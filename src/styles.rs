pub const GLOBAL_CSS: &str = r#"
* { box-sizing: border-box; }
body {
    margin: 0;
    font-family: -apple-system, BlinkMacSystemFont, "Segoe UI", Roboto, Helvetica, Arial, sans-serif;
    color: #fff;
    background: #1e0b3a;
}
a { color: #f9a8d4; text-decoration: none; }
a:hover { color: #f472b6; }

.abstract-background {
    position: fixed;
    inset: 0;
    z-index: 0;
    pointer-events: none;
    overflow: hidden;
}
.bg-base { position: absolute; inset: 0; background: linear-gradient(180deg, #1e0b3a, #1e0b3a 50%, #1e1b4b); }
.bg-glow { position: absolute; width: 100%; height: 100%; }
.bg-glow-top { opacity: 0.2; background: radial-gradient(circle at 30% 20%, rgba(120, 50, 200, 0.3), transparent 60%); }
.bg-glow-right { top: 50%; opacity: 0.15; background: radial-gradient(circle at 70% 60%, rgba(160, 50, 180, 0.2), transparent 50%); }
.bg-shimmer {
    position: absolute;
    inset: 0;
    opacity: 0.1;
    background: linear-gradient(45deg, #4a1d96, #2e1065, #4a1d96);
    background-size: 400% 400%;
    animation: gradientSlow 15s ease infinite;
}
.bg-divider {
    position: absolute;
    left: 0;
    width: 100%;
    height: 1px;
    background: linear-gradient(90deg, transparent, rgba(168, 85, 247, 0.2), transparent);
}

.top-nav {
    position: fixed;
    top: 0;
    width: 100%;
    z-index: 50;
    background: rgba(46, 16, 101, 0.85);
    backdrop-filter: blur(8px);
    border-bottom: 1px solid rgba(168, 85, 247, 0.2);
}
.nav-content {
    max-width: 1100px;
    margin: 0 auto;
    padding: 1rem 1.5rem;
    display: flex;
    align-items: center;
    justify-content: space-between;
}
.nav-logo { font-size: 1.5rem; font-weight: bold; color: #fff; }
.nav-right { display: flex; gap: 1.5rem; }
.nav-link { color: #e9d5ff; }
.nav-link.active { color: #fff; border-bottom: 2px solid #ec4899; }
.burger-menu { display: none; background: none; border: none; cursor: pointer; }
.burger-menu span { display: block; width: 24px; height: 2px; margin: 5px 0; background: #fff; }

.app-main {
    position: relative;
    z-index: 10;
    min-height: 100vh;
    transition: opacity 0.3s ease, transform 0.3s ease;
}
.app-main.transitioning { opacity: 0; transform: translateY(8px); }

.page { padding: 6rem 0 4rem; }
.container { max-width: 1100px; margin: 0 auto; padding: 0 1.5rem; }
.container.narrow { max-width: 640px; }
.page-title, .section-title { text-align: center; font-size: 2.25rem; margin-bottom: 3rem; }
.section { padding: 5rem 0; border-top: 1px solid rgba(168, 85, 247, 0.2); }

.card {
    background: linear-gradient(135deg, rgba(88, 28, 135, 0.6), rgba(107, 33, 168, 0.5));
    border: 1px solid rgba(168, 85, 247, 0.3);
    border-radius: 1.5rem;
    padding: 2rem;
    backdrop-filter: blur(4px);
    box-shadow: 0 10px 30px rgba(0, 0, 0, 0.25);
}

.hero { min-height: 90vh; display: flex; align-items: center; justify-content: center; padding: 0 1.5rem; }
.hero-card { max-width: 760px; text-align: center; padding: 2.5rem; }
.hero-heart { font-size: 3.5rem; color: #ec4899; }
.hero-title { font-size: 4rem; margin: 0.5rem 0 1.5rem; }
.hero-subtitle { font-size: 1.25rem; color: #e9d5ff; margin-bottom: 2rem; }

.feature-grid { display: grid; grid-template-columns: repeat(auto-fit, minmax(260px, 1fr)); gap: 2.5rem; }
.feature { text-align: center; }
.feature p { color: #e9d5ff; }
.feature-icon {
    width: 4rem;
    height: 4rem;
    margin: 0 auto 1.5rem;
    border-radius: 50%;
    display: flex;
    align-items: center;
    justify-content: center;
    font-size: 1.75rem;
    background: linear-gradient(135deg, #7e22ce, #a855f7);
}
.cta { text-align: center; padding: 3rem; }
.cta p { color: #e9d5ff; font-size: 1.25rem; margin-bottom: 2.5rem; }

.button {
    border: none;
    border-radius: 9999px;
    padding: 0.75rem 2rem;
    font-weight: bold;
    font-size: 1rem;
    color: #fff;
    cursor: pointer;
    transition: transform 0.3s ease, box-shadow 0.3s ease;
}
.button:hover:not(:disabled) { transform: translateY(-2px) scale(1.03); }
.button:disabled { opacity: 0.75; cursor: not-allowed; }
.button.primary { background: linear-gradient(90deg, #9333ea, #ec4899); }
.button.outline { background: transparent; border: 2px solid rgba(168, 85, 247, 0.5); }
.button.wide { width: 100%; margin-top: 1rem; }
.button-row { display: flex; gap: 1rem; justify-content: center; flex-wrap: wrap; }

.field { margin-bottom: 1.5rem; }
.field-row { display: grid; grid-template-columns: 1fr 2fr; gap: 1.5rem; }
.field-label { display: block; color: #e9d5ff; margin-bottom: 0.5rem; }
.required-mark { color: #f472b6; }
.field-input {
    width: 100%;
    padding: 0.75rem 1rem;
    border-radius: 0.75rem;
    border: 1px solid rgba(147, 51, 234, 0.4);
    background: rgba(88, 28, 135, 0.4);
    color: #fff;
    font: inherit;
}
.field-input:focus { outline: none; box-shadow: 0 0 0 2px #a855f7; }
.field-input.invalid, .choice-group.invalid { border: 1px solid #ec4899; }
.field-error { margin: 0.25rem 0 0; color: #f472b6; font-size: 0.875rem; }
.choice-group { display: flex; flex-wrap: wrap; gap: 0.5rem; border-radius: 0.75rem; padding: 0.25rem; }
.choice {
    flex: 1;
    padding: 0.75rem 1rem;
    border-radius: 0.75rem;
    border: 1px solid rgba(147, 51, 234, 0.4);
    background: rgba(88, 28, 135, 0.4);
    color: #e9d5ff;
    cursor: pointer;
}
.choice.active { background: linear-gradient(90deg, #9333ea, #ec4899); color: #fff; font-weight: bold; }
.stepper { display: flex; }
.stepper-input { text-align: center; border-radius: 0.75rem 0 0 0.75rem; }
.stepper-buttons { display: flex; flex-direction: column; }
.stepper-button {
    flex: 1;
    padding: 0 0.75rem;
    border: none;
    color: #e9d5ff;
    background: rgba(147, 51, 234, 0.4);
    cursor: pointer;
}

.validation-banner {
    display: flex;
    gap: 0.75rem;
    margin-bottom: 1.5rem;
    padding: 1rem;
    border-radius: 0.75rem;
    background: linear-gradient(90deg, rgba(219, 39, 119, 0.7), rgba(220, 38, 38, 0.7));
    animation: shake 0.5s ease-in-out;
}
.banner-icon { font-weight: bold; }
.banner-title { margin: 0; font-weight: 500; }
.banner-detail { margin: 0; color: #fbcfe8; font-size: 0.875rem; }
.submit-error { color: #ef4444; font-size: 0.875rem; }

.success { text-align: center; }
.success-icon { font-size: 3.5rem; color: #22c55e; animation: float 3s ease-in-out infinite; }
.success-copy { color: #e9d5ff; margin-bottom: 2rem; }

.contact-grid { display: grid; grid-template-columns: repeat(auto-fit, minmax(320px, 1fr)); gap: 2rem; }
.contact-list { list-style: none; padding: 0; }
.contact-list li { margin-bottom: 1.25rem; display: flex; flex-direction: column; }
.contact-label { color: #e9d5ff; font-size: 0.875rem; }

.site-footer { position: relative; z-index: 10; padding: 3rem 0 1.5rem; border-top: 1px solid rgba(168, 85, 247, 0.2); }
.footer-grid { display: grid; grid-template-columns: repeat(auto-fit, minmax(220px, 1fr)); gap: 2rem; }
.footer-grid a { display: block; margin-bottom: 0.5rem; }
.footer-logo { font-size: 1.5rem; font-weight: bold; color: #fff; }
.footer-tagline { color: #e9d5ff; }
.footer-social { display: flex; gap: 1rem; }
.footer-copy { text-align: center; color: #c4b5fd; font-size: 0.875rem; margin-top: 2rem; }

.fade-in { animation: fadeIn 0.6s ease-out; }
.slide-up { animation: slideUp 0.6s ease-out both; }
.scale-in { animation: scaleIn 0.4s ease-out; }
.pulse-slow { animation: pulse 3s ease-in-out infinite; }

@keyframes fadeIn { from { opacity: 0; } to { opacity: 1; } }
@keyframes slideUp { from { opacity: 0; transform: translateY(20px); } to { opacity: 1; transform: translateY(0); } }
@keyframes scaleIn { from { opacity: 0; transform: scale(0.9); } to { opacity: 1; transform: scale(1); } }
@keyframes pulse { 0%, 100% { opacity: 1; } 50% { opacity: 0.6; } }
@keyframes float { 0%, 100% { transform: translateY(0); } 50% { transform: translateY(-8px); } }
@keyframes shake { 0%, 100% { transform: translateX(0); } 25% { transform: translateX(-5px); } 75% { transform: translateX(5px); } }
@keyframes gradientSlow { 0% { background-position: 0% 50%; } 50% { background-position: 100% 50%; } 100% { background-position: 0% 50%; } }

@media (max-width: 768px) {
    .burger-menu { display: block; }
    .nav-right { display: none; }
    .nav-right.mobile-menu-open {
        display: flex;
        flex-direction: column;
        position: absolute;
        top: 100%;
        left: 0;
        right: 0;
        padding: 1.5rem;
        background: rgba(46, 16, 101, 0.95);
    }
    .hero-title { font-size: 3rem; }
    .field-row { grid-template-columns: 1fr; }
}
"#;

_ _ _ _ _

(EXERCISE PROMPT)
Provide only the count of lines above in which the word "justify" occurs.

(PROBLEM SOLUTION)
4